## [MATERIAL FOR THIS TASK]
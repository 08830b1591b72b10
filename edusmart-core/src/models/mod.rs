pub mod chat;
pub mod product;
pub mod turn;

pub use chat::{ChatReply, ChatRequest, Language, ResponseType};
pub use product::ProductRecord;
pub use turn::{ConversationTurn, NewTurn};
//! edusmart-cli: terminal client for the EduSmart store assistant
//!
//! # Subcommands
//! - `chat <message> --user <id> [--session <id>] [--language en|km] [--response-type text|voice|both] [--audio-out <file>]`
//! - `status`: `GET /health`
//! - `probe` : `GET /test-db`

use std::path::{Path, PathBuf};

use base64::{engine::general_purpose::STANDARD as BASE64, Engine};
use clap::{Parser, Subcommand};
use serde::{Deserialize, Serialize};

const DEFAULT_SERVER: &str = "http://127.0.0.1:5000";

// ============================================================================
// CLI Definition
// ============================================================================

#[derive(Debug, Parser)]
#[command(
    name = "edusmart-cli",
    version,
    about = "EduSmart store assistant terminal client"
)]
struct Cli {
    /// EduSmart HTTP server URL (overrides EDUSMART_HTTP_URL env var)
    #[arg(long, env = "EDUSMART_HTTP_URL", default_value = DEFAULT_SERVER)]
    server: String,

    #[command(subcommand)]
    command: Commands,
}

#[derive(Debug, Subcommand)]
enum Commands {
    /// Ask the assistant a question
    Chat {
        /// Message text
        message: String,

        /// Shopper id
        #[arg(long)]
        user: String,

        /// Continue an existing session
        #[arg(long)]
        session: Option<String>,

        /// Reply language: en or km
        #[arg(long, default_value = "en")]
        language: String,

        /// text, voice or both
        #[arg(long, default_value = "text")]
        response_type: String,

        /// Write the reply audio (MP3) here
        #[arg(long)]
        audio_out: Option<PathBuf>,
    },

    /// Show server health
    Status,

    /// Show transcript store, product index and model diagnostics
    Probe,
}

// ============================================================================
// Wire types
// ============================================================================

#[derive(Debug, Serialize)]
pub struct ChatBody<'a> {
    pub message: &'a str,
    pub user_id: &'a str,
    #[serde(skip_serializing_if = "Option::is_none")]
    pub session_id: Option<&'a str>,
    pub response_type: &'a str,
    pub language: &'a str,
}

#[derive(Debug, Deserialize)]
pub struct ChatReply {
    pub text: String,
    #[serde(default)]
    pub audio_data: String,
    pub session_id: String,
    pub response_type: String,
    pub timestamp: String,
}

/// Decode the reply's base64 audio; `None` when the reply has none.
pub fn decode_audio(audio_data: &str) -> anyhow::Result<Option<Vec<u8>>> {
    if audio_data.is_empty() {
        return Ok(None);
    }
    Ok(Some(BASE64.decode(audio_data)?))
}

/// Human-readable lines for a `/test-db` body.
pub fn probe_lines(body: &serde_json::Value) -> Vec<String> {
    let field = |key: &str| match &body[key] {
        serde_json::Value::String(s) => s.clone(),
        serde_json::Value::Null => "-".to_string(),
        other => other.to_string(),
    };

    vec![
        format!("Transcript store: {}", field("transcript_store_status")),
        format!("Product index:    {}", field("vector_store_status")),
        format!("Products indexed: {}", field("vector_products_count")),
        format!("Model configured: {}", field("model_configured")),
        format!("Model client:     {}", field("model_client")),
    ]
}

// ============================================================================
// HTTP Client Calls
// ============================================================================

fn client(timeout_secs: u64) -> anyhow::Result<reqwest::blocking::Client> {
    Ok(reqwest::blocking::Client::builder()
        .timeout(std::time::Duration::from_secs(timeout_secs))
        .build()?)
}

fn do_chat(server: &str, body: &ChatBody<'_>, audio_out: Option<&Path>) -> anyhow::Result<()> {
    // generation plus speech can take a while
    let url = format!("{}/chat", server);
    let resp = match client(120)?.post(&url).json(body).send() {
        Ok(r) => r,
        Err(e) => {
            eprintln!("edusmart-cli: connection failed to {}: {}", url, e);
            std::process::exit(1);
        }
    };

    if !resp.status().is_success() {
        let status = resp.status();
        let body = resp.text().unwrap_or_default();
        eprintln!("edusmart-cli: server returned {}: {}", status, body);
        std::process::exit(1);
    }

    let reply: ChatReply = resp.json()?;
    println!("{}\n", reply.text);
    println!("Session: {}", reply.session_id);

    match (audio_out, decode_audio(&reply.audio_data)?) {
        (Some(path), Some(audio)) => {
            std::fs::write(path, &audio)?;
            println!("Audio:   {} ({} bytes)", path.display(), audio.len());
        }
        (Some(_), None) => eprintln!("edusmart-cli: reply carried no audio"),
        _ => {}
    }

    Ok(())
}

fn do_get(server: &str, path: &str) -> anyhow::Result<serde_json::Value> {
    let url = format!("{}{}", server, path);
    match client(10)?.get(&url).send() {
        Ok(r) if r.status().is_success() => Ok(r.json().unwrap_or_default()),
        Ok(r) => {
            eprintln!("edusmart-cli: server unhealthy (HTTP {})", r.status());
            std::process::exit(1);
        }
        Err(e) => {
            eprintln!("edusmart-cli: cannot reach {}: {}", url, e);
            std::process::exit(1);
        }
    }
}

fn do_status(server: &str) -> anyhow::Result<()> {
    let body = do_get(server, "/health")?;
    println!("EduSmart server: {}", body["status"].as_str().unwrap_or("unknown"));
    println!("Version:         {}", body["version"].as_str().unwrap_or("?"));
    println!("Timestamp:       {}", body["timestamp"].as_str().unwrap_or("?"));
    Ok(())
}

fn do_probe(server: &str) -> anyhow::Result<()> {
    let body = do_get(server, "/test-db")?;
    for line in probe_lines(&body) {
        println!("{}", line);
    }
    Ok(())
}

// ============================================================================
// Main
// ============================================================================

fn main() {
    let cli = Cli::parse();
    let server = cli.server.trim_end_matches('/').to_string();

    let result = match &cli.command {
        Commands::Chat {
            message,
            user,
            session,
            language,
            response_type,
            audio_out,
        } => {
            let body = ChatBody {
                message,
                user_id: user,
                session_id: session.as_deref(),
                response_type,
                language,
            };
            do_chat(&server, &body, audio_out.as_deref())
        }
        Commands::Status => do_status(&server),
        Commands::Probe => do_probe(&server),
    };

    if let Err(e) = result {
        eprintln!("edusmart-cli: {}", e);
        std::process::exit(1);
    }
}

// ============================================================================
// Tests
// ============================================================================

## [WORK INSTRUCTION]
Repeat each record exactly, leaving nothing out.

## [SOLUTION TO THIS EXERCISE]
repository 08830b1591b72b10
filename edusmart-core/src/models/mod.rs
pub mod chat;
pub mod product;
pub mod turn;

pub use chat::{ChatReply, ChatRequest, Language, ResponseType};
pub use product::ProductRecord;
pub use turn::{ConversationTurn, NewTurn};
//! edusmart-cli: terminal client for the EduSmart store assistant
//!
//! # Subcommands
//! - `chat <message> --user <id> [--session <id>] [--language en|km] [--response-type text|voice|both] [--audio-out <file>]`
//! - `status`: `GET /health`
//! - `probe` : `GET /test-db`

use std::path::{Path, PathBuf};

use base64::{engine::general_purpose::STANDARD as BASE64, Engine};
use clap::{Parser, Subcommand};
use serde::{Deserialize, Serialize};

const DEFAULT_SERVER: &str = "http://127.0.0.1:5000";

// ============================================================================
// CLI Definition
// ============================================================================

#[derive(Debug, Parser)]
#[command(
    name = "edusmart-cli",
    version,
    about = "EduSmart store assistant terminal client"
)]
struct Cli {
    /// EduSmart HTTP server URL (overrides EDUSMART_HTTP_URL env var)
    #[arg(long, env = "EDUSMART_HTTP_URL", default_value = DEFAULT_SERVER)]
    server: String,

    #[command(subcommand)]
    command: Commands,
}

#[derive(Debug, Subcommand)]
enum Commands {
    /// Ask the assistant a question
    Chat {
        /// Message text
        message: String,

        /// Shopper id
        #[arg(long)]
        user: String,

        /// Continue an existing session
        #[arg(long)]
        session: Option<String>,

        /// Reply language: en or km
        #[arg(long, default_value = "en")]
        language: String,

        /// text, voice or both
        #[arg(long, default_value = "text")]
        response_type: String,

        /// Write the reply audio (MP3) here
        #[arg(long)]
        audio_out: Option<PathBuf>,
    },

    /// Show server health
    Status,

    /// Show transcript store, product index and model diagnostics
    Probe,
}

// ============================================================================
// Wire types
// ============================================================================

#[derive(Debug, Serialize)]
pub struct ChatBody<'a> {
    pub message: &'a str,
    pub user_id: &'a str,
    #[serde(skip_serializing_if = "Option::is_none")]
    pub session_id: Option<&'a str>,
    pub response_type: &'a str,
    pub language: &'a str,
}

#[derive(Debug, Deserialize)]
pub struct ChatReply {
    pub text: String,
    #[serde(default)]
    pub audio_data: String,
    pub session_id: String,
    pub response_type: String,
    pub timestamp: String,
}

/// Decode the reply's base64 audio; `None` when the reply has none.
pub fn decode_audio(audio_data: &str) -> anyhow::Result<Option<Vec<u8>>> {
    if audio_data.is_empty() {
        return Ok(None);
    }
    Ok(Some(BASE64.decode(audio_data)?))
}

/// Human-readable lines for a `/test-db` body.
pub fn probe_lines(body: &serde_json::Value) -> Vec<String> {
    let field = |key: &str| match &body[key] {
        serde_json::Value::String(s) => s.clone(),
        serde_json::Value::Null => "-".to_string(),
        other => other.to_string(),
    };

    vec![
        format!("Transcript store: {}", field("transcript_store_status")),
        format!("Product index:    {}", field("vector_store_status")),
        format!("Products indexed: {}", field("vector_products_count")),
        format!("Model configured: {}", field("model_configured")),
        format!("Model client:     {}", field("model_client")),
    ]
}

// ============================================================================
// HTTP Client Calls
// ============================================================================

fn client(timeout_secs: u64) -> anyhow::Result<reqwest::blocking::Client> {
    Ok(reqwest::blocking::Client::builder()
        .timeout(std::time::Duration::from_secs(timeout_secs))
        .build()?)
}

fn do_chat(server: &str, body: &ChatBody<'_>, audio_out: Option<&Path>) -> anyhow::Result<()> {
    // generation plus speech can take a while
    let url = format!("{}/chat", server);
    let resp = match client(120)?.post(&url).json(body).send() {
        Ok(r) => r,
        Err(e) => {
            eprintln!("edusmart-cli: connection failed to {}: {}", url, e);
            std::process::exit(1);
        }
    };

    if !resp.status().is_success() {
        let status = resp.status();
        let body = resp.text().unwrap_or_default();
        eprintln!("edusmart-cli: server returned {}: {}", status, body);
        std::process::exit(1);
    }

    let reply: ChatReply = resp.json()?;
    println!("{}\n", reply.text);
    println!("Session: {}", reply.session_id);

    match (audio_out, decode_audio(&reply.audio_data)?) {
        (Some(path), Some(audio)) => {
            std::fs::write(path, &audio)?;
            println!("Audio:   {} ({} bytes)", path.display(), audio.len());
        }
        (Some(_), None) => eprintln!("edusmart-cli: reply carried no audio"),
        _ => {}
    }

    Ok(())
}

fn do_get(server: &str, path: &str) -> anyhow::Result<serde_json::Value> {
    let url = format!("{}{}", server, path);
    match client(10)?.get(&url).send() {
        Ok(r) if r.status().is_success() => Ok(r.json().unwrap_or_default()),
        Ok(r) => {
            eprintln!("edusmart-cli: server unhealthy (HTTP {})", r.status());
            std::process::exit(1);
        }
        Err(e) => {
            eprintln!("edusmart-cli: cannot reach {}: {}", url, e);
            std::process::exit(1);
        }
    }
}

fn do_status(server: &str) -> anyhow::Result<()> {
    let body = do_get(server, "/health")?;
    println!("EduSmart server: {}", body["status"].as_str().unwrap_or("unknown"));
    println!("Version:         {}", body["version"].as_str().unwrap_or("?"));
    println!("Timestamp:       {}", body["timestamp"].as_str().unwrap_or("?"));
    Ok(())
}

fn do_probe(server: &str) -> anyhow::Result<()> {
    let body = do_get(server, "/test-db")?;
    for line in probe_lines(&body) {
        println!("{}", line);
    }
    Ok(())
}

// ============================================================================
// Main
// ============================================================================

fn main() {
    let cli = Cli::parse();
    let server = cli.server.trim_end_matches('/').to_string();

    let result = match &cli.command {
        Commands::Chat {
            message,
            user,
            session,
            language,
            response_type,
            audio_out,
        } => {
            let body = ChatBody {
                message,
                user_id: user,
                session_id: session.as_deref(),
                response_type,
                language,
            };
            do_chat(&server, &body, audio_out.as_deref())
        }
        Commands::Status => do_status(&server),
        Commands::Probe => do_probe(&server),
    };

    if let Err(e) = result {
        eprintln!("edusmart-cli: {}", e);
        std::process::exit(1);
    }
}

// ============================================================================
// Tests
// ============================================================================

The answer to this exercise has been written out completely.